***** Data records

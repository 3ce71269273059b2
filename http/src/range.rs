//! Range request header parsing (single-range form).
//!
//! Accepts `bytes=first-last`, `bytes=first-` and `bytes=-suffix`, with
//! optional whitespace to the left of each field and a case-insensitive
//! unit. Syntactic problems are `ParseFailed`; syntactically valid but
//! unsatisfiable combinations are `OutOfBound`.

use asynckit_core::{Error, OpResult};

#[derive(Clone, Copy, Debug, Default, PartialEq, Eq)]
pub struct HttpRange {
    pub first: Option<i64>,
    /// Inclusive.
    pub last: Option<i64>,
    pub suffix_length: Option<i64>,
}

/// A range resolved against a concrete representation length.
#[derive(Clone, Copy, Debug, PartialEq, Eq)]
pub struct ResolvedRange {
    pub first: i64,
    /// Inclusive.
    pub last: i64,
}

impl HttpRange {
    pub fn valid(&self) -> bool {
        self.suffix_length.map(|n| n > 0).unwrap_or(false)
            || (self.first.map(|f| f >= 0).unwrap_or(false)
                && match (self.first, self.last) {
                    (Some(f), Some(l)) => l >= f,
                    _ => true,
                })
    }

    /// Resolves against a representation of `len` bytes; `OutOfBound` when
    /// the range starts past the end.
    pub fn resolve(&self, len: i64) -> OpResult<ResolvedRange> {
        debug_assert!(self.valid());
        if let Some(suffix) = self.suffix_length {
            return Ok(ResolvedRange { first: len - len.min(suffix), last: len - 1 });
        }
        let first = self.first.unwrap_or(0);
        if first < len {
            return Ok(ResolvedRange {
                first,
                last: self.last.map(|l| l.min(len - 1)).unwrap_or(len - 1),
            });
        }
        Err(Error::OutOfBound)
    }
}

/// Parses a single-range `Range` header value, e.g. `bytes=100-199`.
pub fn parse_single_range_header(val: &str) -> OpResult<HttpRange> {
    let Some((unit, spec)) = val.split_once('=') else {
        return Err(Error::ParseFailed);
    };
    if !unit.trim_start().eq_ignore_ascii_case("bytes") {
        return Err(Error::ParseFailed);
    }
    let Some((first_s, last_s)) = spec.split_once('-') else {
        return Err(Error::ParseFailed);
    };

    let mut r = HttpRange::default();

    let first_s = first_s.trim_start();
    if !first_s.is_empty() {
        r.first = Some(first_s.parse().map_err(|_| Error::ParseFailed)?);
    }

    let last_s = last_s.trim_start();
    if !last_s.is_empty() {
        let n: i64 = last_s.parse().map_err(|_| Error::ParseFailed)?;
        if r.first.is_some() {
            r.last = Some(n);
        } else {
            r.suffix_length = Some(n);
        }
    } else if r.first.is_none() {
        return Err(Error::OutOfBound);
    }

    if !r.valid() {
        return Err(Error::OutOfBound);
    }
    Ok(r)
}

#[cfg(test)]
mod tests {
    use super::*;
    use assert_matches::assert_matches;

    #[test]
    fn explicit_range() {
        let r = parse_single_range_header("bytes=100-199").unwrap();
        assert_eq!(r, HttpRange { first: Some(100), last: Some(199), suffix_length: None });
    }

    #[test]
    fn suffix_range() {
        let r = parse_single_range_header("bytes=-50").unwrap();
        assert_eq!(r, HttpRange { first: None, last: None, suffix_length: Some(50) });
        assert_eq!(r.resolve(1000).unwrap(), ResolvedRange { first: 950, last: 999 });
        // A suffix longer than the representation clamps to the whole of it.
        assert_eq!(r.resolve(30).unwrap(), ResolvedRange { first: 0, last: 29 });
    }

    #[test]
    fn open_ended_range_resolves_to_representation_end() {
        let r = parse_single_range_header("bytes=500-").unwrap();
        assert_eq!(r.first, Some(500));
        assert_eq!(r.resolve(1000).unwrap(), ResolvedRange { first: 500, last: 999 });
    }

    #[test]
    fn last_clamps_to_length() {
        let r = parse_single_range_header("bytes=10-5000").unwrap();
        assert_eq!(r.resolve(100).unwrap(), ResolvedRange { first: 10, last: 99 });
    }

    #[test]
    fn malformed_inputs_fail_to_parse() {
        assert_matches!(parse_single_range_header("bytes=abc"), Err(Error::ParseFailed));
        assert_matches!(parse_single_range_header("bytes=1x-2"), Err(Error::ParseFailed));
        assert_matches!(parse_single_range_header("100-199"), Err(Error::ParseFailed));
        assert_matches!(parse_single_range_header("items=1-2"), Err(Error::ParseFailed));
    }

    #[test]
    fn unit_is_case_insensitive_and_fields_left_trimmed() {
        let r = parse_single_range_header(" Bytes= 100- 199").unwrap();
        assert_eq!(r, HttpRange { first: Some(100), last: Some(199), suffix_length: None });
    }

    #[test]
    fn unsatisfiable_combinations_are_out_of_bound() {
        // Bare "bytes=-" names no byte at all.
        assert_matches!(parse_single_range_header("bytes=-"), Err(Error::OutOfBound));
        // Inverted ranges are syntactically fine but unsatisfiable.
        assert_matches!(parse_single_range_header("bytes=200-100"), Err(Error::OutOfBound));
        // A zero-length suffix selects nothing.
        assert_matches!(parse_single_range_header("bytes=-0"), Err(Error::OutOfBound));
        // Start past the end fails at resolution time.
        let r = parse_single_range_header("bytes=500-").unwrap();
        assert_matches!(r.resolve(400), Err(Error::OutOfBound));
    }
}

**********
***** Data records

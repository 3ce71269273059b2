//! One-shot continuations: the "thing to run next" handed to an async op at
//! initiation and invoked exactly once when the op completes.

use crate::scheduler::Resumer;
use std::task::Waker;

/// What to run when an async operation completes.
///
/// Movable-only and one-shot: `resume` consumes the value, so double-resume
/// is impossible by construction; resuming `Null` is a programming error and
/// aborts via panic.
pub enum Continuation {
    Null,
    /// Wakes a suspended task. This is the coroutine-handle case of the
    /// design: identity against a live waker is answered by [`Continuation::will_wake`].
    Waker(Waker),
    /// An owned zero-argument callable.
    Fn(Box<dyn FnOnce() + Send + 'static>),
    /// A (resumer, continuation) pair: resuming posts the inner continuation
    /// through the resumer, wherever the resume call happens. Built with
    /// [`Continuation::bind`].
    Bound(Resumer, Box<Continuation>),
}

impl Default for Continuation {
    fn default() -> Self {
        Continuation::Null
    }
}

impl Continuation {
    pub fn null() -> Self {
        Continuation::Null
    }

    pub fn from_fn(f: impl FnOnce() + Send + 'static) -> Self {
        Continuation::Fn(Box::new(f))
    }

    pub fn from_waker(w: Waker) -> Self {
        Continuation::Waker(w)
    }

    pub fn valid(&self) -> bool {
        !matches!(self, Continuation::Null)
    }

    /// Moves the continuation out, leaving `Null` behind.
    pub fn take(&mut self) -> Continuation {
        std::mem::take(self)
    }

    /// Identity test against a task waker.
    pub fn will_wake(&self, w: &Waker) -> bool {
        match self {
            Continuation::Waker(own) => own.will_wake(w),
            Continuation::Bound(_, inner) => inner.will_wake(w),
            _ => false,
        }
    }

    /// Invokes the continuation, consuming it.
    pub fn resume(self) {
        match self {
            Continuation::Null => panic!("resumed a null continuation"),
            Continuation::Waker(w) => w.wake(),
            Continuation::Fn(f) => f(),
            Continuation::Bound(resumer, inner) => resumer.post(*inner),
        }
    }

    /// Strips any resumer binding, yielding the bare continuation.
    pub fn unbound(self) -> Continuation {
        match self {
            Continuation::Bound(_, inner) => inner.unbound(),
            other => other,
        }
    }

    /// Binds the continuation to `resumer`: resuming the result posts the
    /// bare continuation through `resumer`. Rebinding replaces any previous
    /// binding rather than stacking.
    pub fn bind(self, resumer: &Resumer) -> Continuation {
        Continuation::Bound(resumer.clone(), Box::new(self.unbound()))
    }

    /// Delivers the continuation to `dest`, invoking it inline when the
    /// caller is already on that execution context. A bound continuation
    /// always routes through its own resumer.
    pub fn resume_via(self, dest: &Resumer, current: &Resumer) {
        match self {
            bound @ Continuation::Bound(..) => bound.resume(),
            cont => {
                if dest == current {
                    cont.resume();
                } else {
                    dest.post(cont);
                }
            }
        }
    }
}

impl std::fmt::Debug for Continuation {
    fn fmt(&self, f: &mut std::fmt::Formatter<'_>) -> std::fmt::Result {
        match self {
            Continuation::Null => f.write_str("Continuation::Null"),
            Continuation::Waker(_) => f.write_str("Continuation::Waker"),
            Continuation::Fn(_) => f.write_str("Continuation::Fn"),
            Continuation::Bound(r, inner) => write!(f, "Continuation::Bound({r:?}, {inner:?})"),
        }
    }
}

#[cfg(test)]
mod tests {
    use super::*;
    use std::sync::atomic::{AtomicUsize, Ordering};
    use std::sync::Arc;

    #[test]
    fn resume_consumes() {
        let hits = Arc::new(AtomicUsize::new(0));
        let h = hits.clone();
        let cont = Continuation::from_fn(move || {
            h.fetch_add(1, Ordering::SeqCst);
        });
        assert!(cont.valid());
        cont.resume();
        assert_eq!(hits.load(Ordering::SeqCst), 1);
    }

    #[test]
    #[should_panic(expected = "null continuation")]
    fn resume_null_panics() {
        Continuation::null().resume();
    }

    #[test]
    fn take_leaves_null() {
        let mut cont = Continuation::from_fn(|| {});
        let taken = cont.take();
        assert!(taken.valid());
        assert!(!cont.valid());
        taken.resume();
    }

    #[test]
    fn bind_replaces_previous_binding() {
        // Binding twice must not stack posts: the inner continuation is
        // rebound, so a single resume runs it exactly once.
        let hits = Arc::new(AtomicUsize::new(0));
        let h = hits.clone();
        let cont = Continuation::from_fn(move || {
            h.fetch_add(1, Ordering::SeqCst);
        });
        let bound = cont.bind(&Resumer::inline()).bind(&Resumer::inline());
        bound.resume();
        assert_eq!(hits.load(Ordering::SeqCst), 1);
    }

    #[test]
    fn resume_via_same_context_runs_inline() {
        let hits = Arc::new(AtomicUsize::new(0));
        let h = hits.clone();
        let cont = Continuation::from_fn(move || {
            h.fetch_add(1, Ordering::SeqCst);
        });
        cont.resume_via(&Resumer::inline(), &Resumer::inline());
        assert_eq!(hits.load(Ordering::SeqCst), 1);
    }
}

**********

Filter the records above for lines containing the word "posts", and copy those lines.

    /// A (resumer, continuation) pair: resuming posts the inner continuation
    /// Binds the continuation to `resumer`: resuming the result posts the
        // Binding twice must not stack posts: the inner continuation is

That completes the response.